Although this study found no evidence of a relationship between alcohol use (either before or during pregnancy) and birthweight, it is recognized that even relatively small amounts of alcohol consumption during pregnancy can increase the risk of LBW (Kramer 1987; Mills et al. 1984; Patra et al. 2011). Our null findings may be due to two factors. First, relatively few women (3.3 %) reported any alcohol use during pregnancy, possibly due to the stigma surrounding this behavior during pregnancy; thus, this small sample size may have prohibited meaningful analyses of alcohol use during pregnancy. Second, the ECLS-B queried women about alcohol use during the final 3 months of pregnancy only. Thus, it is possible that women who consumed alcohol during early pregnancy may have stopped drinking prior to their final 3 months of pregnancy and may have been misclassified as unexposed. Such misclassification could have led to an underestimation of fetal exposure to alcohol and biased the results to the null.

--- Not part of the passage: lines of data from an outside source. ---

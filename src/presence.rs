//! Local interaction state for the current user.
//!
//! Selection and drag are one state machine rather than two flags, so the
//! drag marker can never outlive the selection it belongs to. The lease timer
//! reads it to decide whether an expiring lock is still in use.

use tokio::sync::watch;

use shapesync_core::{Point, ShapeId};

/// What the local user is doing with the canvas
#[derive(Debug, Clone, PartialEq, Default)]
pub enum Interaction {
    #[default]
    Idle,
    /// Has a shape selected (and normally holds its lock)
    Selected { shape_id: ShapeId },
    /// Mid-drag, with the position to restore if the drag is abandoned
    Dragging { shape_id: ShapeId, origin: Point },
}

impl Interaction {
    /// Shape this interaction is about
    pub fn shape_id(&self) -> Option<&ShapeId> {
        match self {
            Interaction::Idle => None,
            Interaction::Selected { shape_id } | Interaction::Dragging { shape_id, .. } => Some(shape_id),
        }
    }

    pub fn is_dragging(&self, shape: &ShapeId) -> bool {
        matches!(self, Interaction::Dragging { shape_id, .. } if shape_id == shape)
    }

    /// Pre-drag position, while dragging
    pub fn drag_origin(&self) -> Option<Point> {
        match self {
            Interaction::Dragging { origin, .. } => Some(*origin),
            _ => None,
        }
    }
}

/// Owner of the local [`Interaction`], observable through a watch channel
#[derive(Debug)]
pub struct InteractionState {
    tx: watch::Sender<Interaction>,
}

impl Default for InteractionState {
    fn default() -> Self {
        Self::new()
    }
}

impl InteractionState {
    pub fn new() -> Self {
        let (tx, _) = watch::channel(Interaction::Idle);
        Self { tx }
    }

    pub fn current(&self) -> Interaction {
        self.tx.borrow().clone()
    }

    pub fn subscribe(&self) -> watch::Receiver<Interaction> {
        self.tx.subscribe()
    }

    /// Select `shape`, abandoning whatever was going on before
    pub fn select(&self, shape: ShapeId) {
        self.tx.send_replace(Interaction::Selected { shape_id: shape });
    }

    /// Start dragging the selected shape. Refused unless `shape` is selected.
    pub fn begin_drag(&self, shape: &ShapeId, origin: Point) -> bool {
        self.tx.send_if_modified(|state| {
            if !matches!(&*state, Interaction::Selected { shape_id } if shape_id == shape) {
                return false;
            }
            *state = Interaction::Dragging {
                shape_id: shape.clone(),
                origin,
            };
            true
        })
    }

    /// Finish a drag; returns the origin it started from
    pub fn end_drag(&self, shape: &ShapeId) -> Option<Point> {
        let mut origin = None;
        self.tx.send_if_modified(|state| {
            origin = match &*state {
                Interaction::Dragging { shape_id, origin } if shape_id == shape => Some(*origin),
                _ => None,
            };
            if origin.is_some() {
                *state = Interaction::Selected {
                    shape_id: shape.clone(),
                };
            }
            origin.is_some()
        });
        origin
    }

    /// Back to idle if `shape` is the one selected or dragged
    pub fn release(&self, shape: &ShapeId) {
        self.tx.send_if_modified(|state| {
            if state.shape_id() == Some(shape) {
                *state = Interaction::Idle;
                true
            } else {
                false
            }
        });
    }

    /// Predicate for the lease timer: true while `shape` is being dragged
    pub fn dragging_predicate(&self, shape: ShapeId) -> impl Fn() -> bool + Send + Sync + 'static {
        let rx = self.tx.subscribe();
        move || rx.borrow().is_dragging(&shape)
    }
}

Several potential limitations should be considered when interpreting the results of this study. First, children who died before 9 months of age were not eligible to participate in the ECLS-B. Our study therefore likely excluded the children with the worst birth outcomes, a potential survival bias leading to conservative estimates of the effect of PSLEs, alcohol, and tobacco on infant birthweight (Class et al. 2013). In addition, relying on self-reported data may bias our findings in an unknown direction. Women may have underreported their alcohol and tobacco use prior to conception and during pregnancy (Ernhart et al. 1988; Jacobson et al. 2002; Morrow-Tlucak et al. 1989) or may have used alcohol or tobacco outside of the windows that were assessed in the survey (i.e., 3 months prior to pregnancy and final trimester). However, the prevalence of alcohol and tobacco use prior to and during pregnancy is similar to other national estimates (Muhuri and Gfroerer 2009; Substance Abuse and Mental Health Services Administration, Office of Applied Studies 2009). Finally, there were limited data collected on stressful life events, and our operationalization may not have comprehensively captured the spectrum of stressors that women experience, particularly across the SES gradient, which might have resulted in misclassification. In addition, this study focused on stressful life events and did not examine chronic or environmental stressors, such as poverty, intimate partner violence, or discrimination.

Conclusion

This study, which uses nationally representative data from a US birth cohort, shows that women’s exposure to preconception stressful life events and smoking prior to conception or during pregnancy are important independent risk factors for having a LBW baby. In addition to implementing tobacco screening and cessation services prior to and during pregnancy, the clinical practice paradigm may need to be shifted upstream to the preconception period to reduce the psychosocial and physical effects of exposure to stress over the lifecourse through the appropriate use of behavioral and physical health services. Doing so may ultimately improve the long-term health of women and their children.